**WHAT THIS TASK INVOLVES:**
Report how many lines below contain the word "Storage", giving the number and no other words.
━━━━━ DATA
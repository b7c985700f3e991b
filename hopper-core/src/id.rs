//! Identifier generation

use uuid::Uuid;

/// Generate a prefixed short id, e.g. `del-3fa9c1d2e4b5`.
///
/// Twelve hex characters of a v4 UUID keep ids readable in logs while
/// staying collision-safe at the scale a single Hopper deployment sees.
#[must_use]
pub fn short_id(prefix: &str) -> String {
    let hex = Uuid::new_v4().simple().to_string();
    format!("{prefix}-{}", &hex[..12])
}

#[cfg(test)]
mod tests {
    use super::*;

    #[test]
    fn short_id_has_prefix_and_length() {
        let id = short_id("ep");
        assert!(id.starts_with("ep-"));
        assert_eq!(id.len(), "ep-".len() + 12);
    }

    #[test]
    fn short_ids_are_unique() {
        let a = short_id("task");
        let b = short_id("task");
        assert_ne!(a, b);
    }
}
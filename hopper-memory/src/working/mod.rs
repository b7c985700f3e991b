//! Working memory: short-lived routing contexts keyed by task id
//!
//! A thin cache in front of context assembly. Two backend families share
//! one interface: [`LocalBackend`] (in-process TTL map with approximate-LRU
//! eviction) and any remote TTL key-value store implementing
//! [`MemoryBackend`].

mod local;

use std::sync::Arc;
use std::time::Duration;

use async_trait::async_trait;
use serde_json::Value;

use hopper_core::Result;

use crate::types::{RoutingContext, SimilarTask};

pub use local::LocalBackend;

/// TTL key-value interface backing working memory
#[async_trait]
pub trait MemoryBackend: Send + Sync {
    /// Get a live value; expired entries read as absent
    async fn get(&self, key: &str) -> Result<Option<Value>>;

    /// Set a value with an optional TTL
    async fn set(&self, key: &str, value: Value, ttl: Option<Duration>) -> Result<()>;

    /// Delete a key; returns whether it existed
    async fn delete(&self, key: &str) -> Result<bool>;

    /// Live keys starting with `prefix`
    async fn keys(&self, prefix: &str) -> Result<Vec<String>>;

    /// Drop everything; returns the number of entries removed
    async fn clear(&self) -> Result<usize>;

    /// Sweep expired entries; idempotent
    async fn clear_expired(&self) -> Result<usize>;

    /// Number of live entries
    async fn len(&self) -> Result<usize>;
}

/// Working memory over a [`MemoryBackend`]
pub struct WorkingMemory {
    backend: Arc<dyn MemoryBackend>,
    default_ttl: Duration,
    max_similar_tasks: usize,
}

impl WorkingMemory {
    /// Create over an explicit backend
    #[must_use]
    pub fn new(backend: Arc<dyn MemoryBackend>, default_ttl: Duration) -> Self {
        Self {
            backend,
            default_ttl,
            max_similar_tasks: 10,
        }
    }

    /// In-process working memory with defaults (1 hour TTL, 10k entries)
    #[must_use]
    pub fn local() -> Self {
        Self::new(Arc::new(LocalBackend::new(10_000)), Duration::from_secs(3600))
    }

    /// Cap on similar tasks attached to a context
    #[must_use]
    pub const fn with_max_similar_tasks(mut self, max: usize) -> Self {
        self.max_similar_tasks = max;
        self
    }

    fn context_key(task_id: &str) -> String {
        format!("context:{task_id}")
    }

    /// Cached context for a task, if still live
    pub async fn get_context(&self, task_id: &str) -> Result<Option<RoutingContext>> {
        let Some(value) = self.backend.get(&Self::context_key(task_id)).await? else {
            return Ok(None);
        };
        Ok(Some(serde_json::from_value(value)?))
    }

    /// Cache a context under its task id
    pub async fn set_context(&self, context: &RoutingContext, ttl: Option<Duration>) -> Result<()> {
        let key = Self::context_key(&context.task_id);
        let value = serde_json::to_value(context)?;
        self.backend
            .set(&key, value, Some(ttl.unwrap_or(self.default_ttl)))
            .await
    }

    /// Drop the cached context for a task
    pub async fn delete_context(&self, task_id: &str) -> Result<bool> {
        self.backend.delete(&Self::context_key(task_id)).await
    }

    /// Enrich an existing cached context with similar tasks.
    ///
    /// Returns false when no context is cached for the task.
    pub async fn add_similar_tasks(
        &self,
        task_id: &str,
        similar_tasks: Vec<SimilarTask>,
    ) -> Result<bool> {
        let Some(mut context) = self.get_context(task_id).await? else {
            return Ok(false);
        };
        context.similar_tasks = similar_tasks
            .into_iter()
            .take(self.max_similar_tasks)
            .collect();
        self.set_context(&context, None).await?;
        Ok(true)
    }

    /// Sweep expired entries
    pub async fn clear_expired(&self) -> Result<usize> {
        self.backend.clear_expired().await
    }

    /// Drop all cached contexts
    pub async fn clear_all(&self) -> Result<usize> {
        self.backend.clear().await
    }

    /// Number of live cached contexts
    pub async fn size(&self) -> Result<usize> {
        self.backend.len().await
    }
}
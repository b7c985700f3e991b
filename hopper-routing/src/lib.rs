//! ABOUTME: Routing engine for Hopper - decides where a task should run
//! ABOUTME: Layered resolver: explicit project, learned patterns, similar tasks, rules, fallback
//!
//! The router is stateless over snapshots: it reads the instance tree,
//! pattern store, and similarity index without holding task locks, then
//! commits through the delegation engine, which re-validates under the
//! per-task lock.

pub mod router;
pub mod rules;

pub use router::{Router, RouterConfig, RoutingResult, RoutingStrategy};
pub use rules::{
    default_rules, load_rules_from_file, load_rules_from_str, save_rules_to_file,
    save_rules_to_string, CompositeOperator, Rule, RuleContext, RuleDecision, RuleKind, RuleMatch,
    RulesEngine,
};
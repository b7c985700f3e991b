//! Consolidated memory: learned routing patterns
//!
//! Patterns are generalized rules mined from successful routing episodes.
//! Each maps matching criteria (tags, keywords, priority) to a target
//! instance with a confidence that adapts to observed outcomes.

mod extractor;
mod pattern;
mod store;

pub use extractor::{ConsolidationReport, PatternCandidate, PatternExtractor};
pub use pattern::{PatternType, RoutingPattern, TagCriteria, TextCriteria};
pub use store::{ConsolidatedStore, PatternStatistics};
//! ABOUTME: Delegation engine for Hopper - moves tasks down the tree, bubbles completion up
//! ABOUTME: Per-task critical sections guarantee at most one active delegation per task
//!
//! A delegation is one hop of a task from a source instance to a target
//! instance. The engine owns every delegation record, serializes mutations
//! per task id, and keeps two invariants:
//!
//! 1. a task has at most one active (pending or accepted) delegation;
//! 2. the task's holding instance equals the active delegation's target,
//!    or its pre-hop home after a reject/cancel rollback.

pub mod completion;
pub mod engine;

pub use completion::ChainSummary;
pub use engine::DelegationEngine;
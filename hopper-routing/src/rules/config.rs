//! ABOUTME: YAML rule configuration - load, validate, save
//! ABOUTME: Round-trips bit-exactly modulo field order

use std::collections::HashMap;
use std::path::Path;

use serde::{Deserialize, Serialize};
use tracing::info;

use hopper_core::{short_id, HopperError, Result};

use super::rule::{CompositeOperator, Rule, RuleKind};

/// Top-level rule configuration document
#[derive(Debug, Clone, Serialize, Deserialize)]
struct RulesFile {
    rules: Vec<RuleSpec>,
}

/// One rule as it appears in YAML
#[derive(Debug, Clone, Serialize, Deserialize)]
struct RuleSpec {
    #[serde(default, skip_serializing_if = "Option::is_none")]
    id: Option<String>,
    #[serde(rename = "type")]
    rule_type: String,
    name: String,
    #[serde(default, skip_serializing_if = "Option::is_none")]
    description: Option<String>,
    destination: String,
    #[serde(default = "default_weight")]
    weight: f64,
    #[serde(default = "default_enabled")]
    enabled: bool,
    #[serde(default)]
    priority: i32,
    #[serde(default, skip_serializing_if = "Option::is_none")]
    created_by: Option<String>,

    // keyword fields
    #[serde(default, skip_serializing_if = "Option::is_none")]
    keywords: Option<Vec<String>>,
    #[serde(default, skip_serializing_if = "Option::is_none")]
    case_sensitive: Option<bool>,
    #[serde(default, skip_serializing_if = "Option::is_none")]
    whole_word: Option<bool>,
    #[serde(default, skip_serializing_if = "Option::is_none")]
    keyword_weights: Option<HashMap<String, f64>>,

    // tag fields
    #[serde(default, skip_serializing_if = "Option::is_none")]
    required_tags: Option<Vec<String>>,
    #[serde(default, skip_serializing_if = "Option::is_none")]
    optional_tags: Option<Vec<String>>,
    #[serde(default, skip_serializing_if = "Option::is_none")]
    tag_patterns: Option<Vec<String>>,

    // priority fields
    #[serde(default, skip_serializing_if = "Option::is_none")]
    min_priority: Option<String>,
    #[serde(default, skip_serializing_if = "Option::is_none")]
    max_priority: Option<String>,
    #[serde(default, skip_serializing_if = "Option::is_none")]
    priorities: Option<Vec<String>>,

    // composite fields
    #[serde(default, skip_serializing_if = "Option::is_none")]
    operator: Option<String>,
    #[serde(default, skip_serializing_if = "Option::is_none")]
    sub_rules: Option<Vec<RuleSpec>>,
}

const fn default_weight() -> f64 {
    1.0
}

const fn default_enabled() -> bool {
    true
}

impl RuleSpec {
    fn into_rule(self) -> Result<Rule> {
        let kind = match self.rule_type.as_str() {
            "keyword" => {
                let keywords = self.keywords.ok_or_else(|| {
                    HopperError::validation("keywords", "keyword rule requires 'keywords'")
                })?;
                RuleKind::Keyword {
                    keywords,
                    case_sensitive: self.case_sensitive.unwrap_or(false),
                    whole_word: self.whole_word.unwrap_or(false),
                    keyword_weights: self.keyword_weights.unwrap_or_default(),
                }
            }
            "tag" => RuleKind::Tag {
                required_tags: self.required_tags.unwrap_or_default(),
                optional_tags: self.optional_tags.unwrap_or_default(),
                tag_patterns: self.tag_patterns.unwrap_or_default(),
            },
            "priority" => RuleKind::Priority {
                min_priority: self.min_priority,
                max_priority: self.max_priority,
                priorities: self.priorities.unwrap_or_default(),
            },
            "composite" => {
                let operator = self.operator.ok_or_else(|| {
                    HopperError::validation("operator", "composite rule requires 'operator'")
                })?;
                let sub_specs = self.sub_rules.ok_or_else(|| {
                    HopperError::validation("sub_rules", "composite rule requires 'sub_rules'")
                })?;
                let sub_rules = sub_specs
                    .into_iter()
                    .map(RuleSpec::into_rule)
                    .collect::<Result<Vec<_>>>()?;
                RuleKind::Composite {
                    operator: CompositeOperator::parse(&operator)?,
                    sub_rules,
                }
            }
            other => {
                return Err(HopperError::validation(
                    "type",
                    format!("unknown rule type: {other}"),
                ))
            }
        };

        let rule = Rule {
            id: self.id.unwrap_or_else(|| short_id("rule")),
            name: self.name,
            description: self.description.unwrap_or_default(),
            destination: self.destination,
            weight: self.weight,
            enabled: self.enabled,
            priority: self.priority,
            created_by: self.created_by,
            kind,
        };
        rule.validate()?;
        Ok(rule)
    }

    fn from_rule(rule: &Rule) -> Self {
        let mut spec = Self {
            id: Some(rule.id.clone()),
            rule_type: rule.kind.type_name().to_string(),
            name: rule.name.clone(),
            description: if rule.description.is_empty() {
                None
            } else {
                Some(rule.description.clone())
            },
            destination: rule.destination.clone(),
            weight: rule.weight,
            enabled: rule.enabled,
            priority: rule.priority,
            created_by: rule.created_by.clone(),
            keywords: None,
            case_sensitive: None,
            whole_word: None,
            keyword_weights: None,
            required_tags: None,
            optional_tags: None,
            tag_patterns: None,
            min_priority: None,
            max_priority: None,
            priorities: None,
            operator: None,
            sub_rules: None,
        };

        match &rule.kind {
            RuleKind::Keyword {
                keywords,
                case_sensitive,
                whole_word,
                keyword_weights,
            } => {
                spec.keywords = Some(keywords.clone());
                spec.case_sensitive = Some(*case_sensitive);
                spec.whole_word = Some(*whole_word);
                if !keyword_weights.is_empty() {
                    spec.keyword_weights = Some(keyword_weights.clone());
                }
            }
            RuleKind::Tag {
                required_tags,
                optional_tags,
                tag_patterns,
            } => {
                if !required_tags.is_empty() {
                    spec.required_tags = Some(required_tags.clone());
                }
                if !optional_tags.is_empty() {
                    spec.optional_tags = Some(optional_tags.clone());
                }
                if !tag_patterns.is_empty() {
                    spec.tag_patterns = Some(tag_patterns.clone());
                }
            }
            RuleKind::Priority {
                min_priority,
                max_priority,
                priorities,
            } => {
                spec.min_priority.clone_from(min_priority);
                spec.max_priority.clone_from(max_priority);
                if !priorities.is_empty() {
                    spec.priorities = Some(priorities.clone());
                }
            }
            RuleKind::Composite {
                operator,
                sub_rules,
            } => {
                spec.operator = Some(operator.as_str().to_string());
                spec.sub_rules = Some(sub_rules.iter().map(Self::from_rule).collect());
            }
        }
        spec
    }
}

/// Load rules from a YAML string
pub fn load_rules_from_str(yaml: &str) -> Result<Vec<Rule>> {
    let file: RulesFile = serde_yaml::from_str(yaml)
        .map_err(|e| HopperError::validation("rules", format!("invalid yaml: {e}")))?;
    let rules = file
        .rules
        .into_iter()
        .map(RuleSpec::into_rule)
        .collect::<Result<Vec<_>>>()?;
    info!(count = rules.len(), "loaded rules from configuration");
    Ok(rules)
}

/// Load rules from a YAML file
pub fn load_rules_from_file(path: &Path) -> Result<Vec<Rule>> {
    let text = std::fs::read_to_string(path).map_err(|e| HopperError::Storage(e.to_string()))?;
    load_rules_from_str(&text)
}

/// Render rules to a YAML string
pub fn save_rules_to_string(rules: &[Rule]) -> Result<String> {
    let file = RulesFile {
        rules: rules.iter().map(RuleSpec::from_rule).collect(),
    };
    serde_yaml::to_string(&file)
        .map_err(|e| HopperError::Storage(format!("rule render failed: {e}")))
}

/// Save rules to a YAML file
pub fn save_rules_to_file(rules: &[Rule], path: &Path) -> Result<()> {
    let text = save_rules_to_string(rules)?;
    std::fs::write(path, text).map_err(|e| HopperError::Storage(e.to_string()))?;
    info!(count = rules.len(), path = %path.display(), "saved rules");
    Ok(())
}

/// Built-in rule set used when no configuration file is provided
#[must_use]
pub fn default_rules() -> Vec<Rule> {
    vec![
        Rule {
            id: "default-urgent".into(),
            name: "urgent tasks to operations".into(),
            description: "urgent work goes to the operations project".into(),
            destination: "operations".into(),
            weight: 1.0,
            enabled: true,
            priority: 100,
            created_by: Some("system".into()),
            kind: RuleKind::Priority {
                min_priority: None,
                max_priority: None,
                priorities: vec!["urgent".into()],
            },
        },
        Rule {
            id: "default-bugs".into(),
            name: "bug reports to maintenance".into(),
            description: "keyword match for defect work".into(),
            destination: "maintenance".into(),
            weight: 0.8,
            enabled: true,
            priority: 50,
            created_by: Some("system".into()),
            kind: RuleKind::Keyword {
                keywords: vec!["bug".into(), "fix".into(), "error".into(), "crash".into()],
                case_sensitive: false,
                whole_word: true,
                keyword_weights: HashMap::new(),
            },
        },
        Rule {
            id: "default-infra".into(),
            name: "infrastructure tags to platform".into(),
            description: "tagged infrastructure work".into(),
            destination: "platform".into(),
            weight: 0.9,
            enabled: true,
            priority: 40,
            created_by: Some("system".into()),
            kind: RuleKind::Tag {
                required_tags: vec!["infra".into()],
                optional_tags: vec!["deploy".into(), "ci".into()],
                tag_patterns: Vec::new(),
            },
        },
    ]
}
━━━━━━━━━━
**OUTPUT OF THE EXERCISE:**
3